Das Gift wirkt auf das Enzym Acetylcholinesterase. Kurzgefasst legt es das Nervensystem derart lahm, dass es in permanentem Erregungszustand, ähnlich eines epileptischen Anfalls bleibt. Das Opfer stirbt letzendlich an Atemlähmung. Selbst in dem unwahrscheinlichen Fall, dass das Opfer überlebt, sind die Langzeitfolgen derart schwerwiegend, das überlebende Opfer hinterher in der Reghel schwerstbehindert sind.

Wie gefährlich das Nervengift ist, ist daran zu erkennen, dass infolge des Anschlags nicht nur das unmittelbare Ziel, sondern nach bisherigem Kenntnisstand zwanzig weitere Personen Opfer dieses Gites wurden.
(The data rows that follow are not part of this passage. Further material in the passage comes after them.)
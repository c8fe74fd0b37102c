//! Purge pass scheduling.

use std::sync::Arc;
use std::time::Duration;

use parking_lot::Mutex;
use tokio::sync::watch;
use tokio::task::JoinHandle;

use grove_core::ForestStore;

use crate::sweeper::ExpirationSweeper;

/// Configuration for the expiration service.
#[derive(Debug, Clone)]
pub struct ExpirationConfig {
    /// Interval between purge passes (default: 10m).
    pub purge_interval: Duration,

    /// How many recent communities each pass visits (default: 32).
    pub community_limit: usize,
}

impl Default for ExpirationConfig {
    fn default() -> Self {
        Self {
            purge_interval: Duration::from_secs(600),
            community_limit: 32,
        }
    }
}

impl ExpirationConfig {
    /// Config for testing (short interval).
    pub fn for_testing() -> Self {
        Self {
            purge_interval: Duration::from_millis(25),
            community_limit: 32,
        }
    }
}

/// Runs purge passes on a fixed interval as a background task.
///
/// The first pass runs immediately on start. A failed pass is logged and
/// the schedule continues; only the shutdown signal stops it. Passes never
/// overlap because the single task awaits each pass before ticking again.
pub struct ExpirationService {
    sweeper: Arc<ExpirationSweeper>,
    config: ExpirationConfig,
    shutdown_tx: watch::Sender<bool>,
    task: Mutex<Option<JoinHandle<()>>>,
}

impl ExpirationService {
    /// Create a service sweeping `store`.
    pub fn new(store: Arc<dyn ForestStore>, config: ExpirationConfig) -> Self {
        let (shutdown_tx, _shutdown_rx) = watch::channel(false);
        Self {
            sweeper: Arc::new(ExpirationSweeper::new(store, config.community_limit)),
            config,
            shutdown_tx,
            task: Mutex::new(None),
        }
    }

    /// Handle to the underlying sweeper, for on-demand passes.
    pub fn sweeper(&self) -> Arc<ExpirationSweeper> {
        Arc::clone(&self.sweeper)
    }

    /// Spawn the purge task. Calling `start` twice is a no-op.
    pub fn start(&self) {
        let mut task = self.task.lock();
        if task.is_some() {
            return;
        }

        let sweeper = Arc::clone(&self.sweeper);
        let mut shutdown_rx = self.shutdown_tx.subscribe();
        let interval = self.config.purge_interval;

        *task = Some(tokio::spawn(async move {
            let mut ticker = tokio::time::interval(interval);
            loop {
                tokio::select! {
                    _ = shutdown_rx.changed() => break,
                    _ = ticker.tick() => {
                        if let Err(error) = sweeper.run_once().await {
                            tracing::warn!(%error, "purge pass aborted, retrying next tick");
                        }
                    }
                }
            }
            tracing::debug!("purge task exited");
        }));

        tracing::info!(
            interval_ms = self.config.purge_interval.as_millis() as u64,
            community_limit = self.config.community_limit,
            "expiration service started"
        );
    }

    /// Signal shutdown and wait for the purge task to exit. An in-flight
    /// pass finishes; no further ticks are scheduled.
    pub async fn stop(&self) {
        let _ = self.shutdown_tx.send(true);
        let handle = self.task.lock().take();
        if let Some(handle) = handle {
            let _ = handle.await;
        }
        tracing::info!("expiration service stopped");
    }
}

impl Drop for ExpirationService {
    fn drop(&mut self) {
        let _ = self.shutdown_tx.send(true);
        if let Some(handle) = self.task.lock().take() {
            handle.abort();
        }
    }
}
Verschiedene Experten sehen in Nowitschok eine Klasse von Chemiewaffen, die praktisch nicht zu bekämpfen sind.

Für sich genommen ist bereits die Tatsache, dass ein ausschließlich in Russland hergestelltes, militärisches Kampfmittel bei einem Attentat in England verwendet wird, ein diplomatisches Problem - um es ganz vorsichtig zu umschreiben. Das Verhältnis zwischen England und Russland ist nicht nur infolge diverser "Manöver" der russischen Luftwaffe an den Grenzen des englischen Luftraums in auffällig-unauffälliger Nähe zu den Heimathäfen der englischen Flotte schon länger angespannt.
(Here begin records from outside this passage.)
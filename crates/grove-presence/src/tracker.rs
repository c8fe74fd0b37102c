//! The presence table and its conflict-resolution rule.
//!
//! # Blocking lock usage
//!
//! The table is a `parking_lot::RwLock<HashMap>`: reads are
//! `status`/`is_active`, writes are `handle_node` and `sweep_stale`. The
//! lock is never held across an await point; every critical section is a
//! handful of map operations.

use std::collections::HashMap;

use parking_lot::RwLock;
use time::OffsetDateTime;

use grove_core::{read_expiration, read_status, AuthorId, Node, PresenceStatus};

/// Stored presence claim for one author.
#[derive(Debug, Clone, Copy, PartialEq, Eq)]
pub struct PresenceRecord {
    /// Claimed status.
    pub status: PresenceStatus,
    /// Creation time of the heartbeat node that installed this record.
    /// Monotonically non-decreasing across updates for a given author.
    pub created_at: OffsetDateTime,
    /// When the claim stops being valid.
    pub expires_at: OffsetDateTime,
}

/// Maps authors to their current presence state.
///
/// Records are installed only through [`handle_node`](Self::handle_node),
/// so every stored claim went through the same validation. Status queries
/// never materialize records; unknown authors read as Inactive.
#[derive(Default)]
pub struct PresenceTracker {
    records: RwLock<HashMap<AuthorId, PresenceRecord>>,
}

impl PresenceTracker {
    /// Create an empty tracker. Every author starts Inactive.
    pub fn new() -> Self {
        Self::default()
    }

    /// Ingest a node, updating the table if it is a valid heartbeat.
    ///
    /// Most nodes are not heartbeats; those return silently. A heartbeat
    /// missing its expiration slot is a sender policy violation and is
    /// dropped. Malformed slot values are logged and dropped. None of these
    /// outcomes surface to the caller.
    pub fn handle_node(&self, node: &Node) {
        let status = match read_status(&node.metadata) {
            Ok(Some(status)) => status,
            Ok(None) => return,
            Err(error) => {
                tracing::warn!(node = %node.id, %error, "unreadable activity slot, ignoring node");
                return;
            }
        };

        let expires_at = match read_expiration(&node.metadata) {
            Ok(Some(expires_at)) => expires_at,
            Ok(None) => {
                tracing::debug!(
                    node = %node.id,
                    author = %node.author,
                    "heartbeat carries no expiration slot, ignoring node"
                );
                return;
            }
            Err(error) => {
                tracing::warn!(node = %node.id, %error, "unreadable expiration slot, ignoring node");
                return;
            }
        };

        tracing::debug!(author = %node.author, ?status, "observed heartbeat");
        self.apply(node.author, status, node.created_at, expires_at);
    }

    /// Apply the conflict-resolution rule.
    ///
    /// Private so every installed record went through `handle_node`. A
    /// claim is rejected if it has already expired, or if the stored record
    /// was created later than it (last-writer-wins by node creation time,
    /// which handles out-of-order delivery).
    fn apply(
        &self,
        author: AuthorId,
        status: PresenceStatus,
        created_at: OffsetDateTime,
        expires_at: OffsetDateTime,
    ) {
        if OffsetDateTime::now_utc() > expires_at {
            tracing::debug!(%author, "heartbeat already expired, not installing");
            return;
        }

        let mut records = self.records.write();
        if let Some(existing) = records.get(&author) {
            if existing.created_at > created_at {
                tracing::debug!(%author, "stale heartbeat superseded by newer record");
                return;
            }
        }
        records.insert(
            author,
            PresenceRecord {
                status,
                created_at,
                expires_at,
            },
        );
    }

    /// Current status of an author. Unknown authors are Inactive.
    pub fn status(&self, author: &AuthorId) -> PresenceStatus {
        self.records
            .read()
            .get(author)
            .map_or(PresenceStatus::Inactive, |record| record.status)
    }

    /// Whether an author is currently Active.
    pub fn is_active(&self, author: &AuthorId) -> bool {
        self.status(author) == PresenceStatus::Active
    }

    /// Demote every record whose expiration has passed to Inactive.
    ///
    /// Records are never deleted, and `created_at`/`expires_at` stay
    /// untouched, so a later fresher heartbeat can still re-promote and the
    /// creation-time comparison stays correct. Returns how many records
    /// were demoted.
    pub fn sweep_stale(&self) -> usize {
        let now = OffsetDateTime::now_utc();
        let mut demoted = 0;
        let mut records = self.records.write();
        for record in records.values_mut() {
            if now > record.expires_at && record.status == PresenceStatus::Active {
                record.status = PresenceStatus::Inactive;
                demoted += 1;
            }
        }
        demoted
    }

    /// Number of authors with a stored record.
    pub fn len(&self) -> usize {
        self.records.read().len()
    }

    /// Whether the table holds no records.
    pub fn is_empty(&self) -> bool {
        self.records.read().is_empty()
    }

    /// Snapshot of one author's record, if any. Test and debugging aid.
    pub fn record(&self, author: &AuthorId) -> Option<PresenceRecord> {
        self.records.read().get(author).copied()
    }
}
Brisant wird die Lage allerdings, wenn wenige Tage nach diesem Attentat ein anderer Exil-Russe tot aufgefunden wird, der möglicherweise stranguliert wurde. Nikolai Gluschkow war enger Vertrauter von Boris Beresowski. Der wiederum war erklärter Kritiker des Kreml und hatte sich mit V. Putin überworfen, war nach London ins Exil gegangen, wo er Asyl erhielt und schließlich im März 2013 tot aufgefunden wurde. Es konnte nicht eindeutig geklärt werden, ob Beresowski Opfer eines Gewaltverbrechens wurde oder sich selbst getötet hatte. Allerdings hatte er gesagt, er halte Präsident Putin für fähig, jeden zu töten, den er als Feind sieht, und er sah sich selbst als potentielles Opfer eines solchen Anschlages. Sein Haus glich deshalb eher einer Festung.

Auch wenn sich zwischen Gluschkow und Skripal kein direkter Zusammenhang zeigen lässt - abgesehen davon, dass beide aus Russland aus Angst um ihr Leben getürmt waren - reicht es der Regierung in London jetzt wohl. Insgesamt 15 ungeklärte Todesfälle von "Exilrussen" sind doch etwas viel Zufall und der Einsatz eines chemischen Kampfstoffes mit ausufernden Kollateralschäden mehr, als 10 Downing Street bereit ist, zu dulden.

Andere westliche Staaten stellten sich inzwischen demonstrativ an die Seite der Inselbewohner. Selbst Donald Trump verkündete, für ihn sähe es so aus, als wären es die Russen gewesen. Die Engländer haben den Russen bis Dienstag Mitternacht (also quasi "bis vorhin") Zeit gegeben, die Sache mit dem Kampfstoff auf englischem Boden zu erklären. Die Russen lehnen jegliche Verdächtigung kategorisch ab und verlangen, das gefundene Gift selber untersuchen zu dürfen.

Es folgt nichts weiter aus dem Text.